◆ TASK PROMPT: Reproduce word for word the lines between those holding "Err(error) => return" and "pub fn save_to_path(path: &Path, config: &ConsoleConfig)", inclusive, and nothing else from the data below.

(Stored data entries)
__________

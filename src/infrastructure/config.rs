use std::fs;
use std::path::{Path, PathBuf};

use serde::{Deserialize, Serialize};

const DEFAULT_ROSTER_POLL_INTERVAL_MS: u64 = 2_000;

fn default_roster_poll_interval_ms() -> u64 {
    DEFAULT_ROSTER_POLL_INTERVAL_MS
}

#[derive(Debug, Clone, PartialEq, Eq, Serialize, Deserialize)]
pub struct ConsoleConfig {
    #[serde(default = "default_roster_poll_interval_ms")]
    pub roster_poll_interval_ms: u64,
    #[serde(default)]
    pub event_log_path: Option<PathBuf>,
}

impl Default for ConsoleConfig {
    fn default() -> Self {
        Self {
            roster_poll_interval_ms: DEFAULT_ROSTER_POLL_INTERVAL_MS,
            event_log_path: None,
        }
    }
}

#[derive(Debug, Clone, PartialEq, Eq)]
pub struct LoadedConfig {
    pub path: PathBuf,
    pub config: ConsoleConfig,
}

fn config_directory() -> Option<PathBuf> {
    if let Some(path) = dirs::config_dir() {
        return Some(path.join("canopy"));
    }

    dirs::home_dir().map(|path| path.join(".config").join("canopy"))
}

pub fn config_path() -> Option<PathBuf> {
    config_directory().map(|path| path.join("config.toml"))
}

pub fn load() -> Result<LoadedConfig, String> {
    let path = config_path().ok_or_else(|| "cannot resolve config path".to_string())?;
    let config = load_from_path(&path)?;
    Ok(LoadedConfig { path, config })
}

pub fn load_from_path(path: &Path) -> Result<ConsoleConfig, String> {
    let raw = match fs::read_to_string(path) {
        Ok(raw) => raw,
        Err(error) if error.kind() == std::io::ErrorKind::NotFound => {
            return Ok(ConsoleConfig::default());
        }
        Err(error) => return Err(format!("config read failed: {error}")),
    };

    toml::from_str::<ConsoleConfig>(&raw).map_err(|error| format!("config parse failed: {error}"))
}

pub fn save_to_path(path: &Path, config: &ConsoleConfig) -> Result<(), String> {
    let Some(parent) = path.parent() else {
        return Err("config path missing parent directory".to_string());
    };

    fs::create_dir_all(parent)
        .map_err(|error| format!("config directory create failed: {error}"))?;
    let encoded =
        toml::to_string_pretty(config).map_err(|error| format!("config encode failed: {error}"))?;
    fs::write(path, encoded).map_err(|error| format!("config write failed: {error}"))
}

__________

◆ REPLY TO THE TASK:
        Err(error) => return Err(format!("config read failed: {error}")),
    };

    toml::from_str::<ConsoleConfig>(&raw).map_err(|error| format!("config parse failed: {error}"))
}

pub fn save_to_path(path: &Path, config: &ConsoleConfig) -> Result<(), String> {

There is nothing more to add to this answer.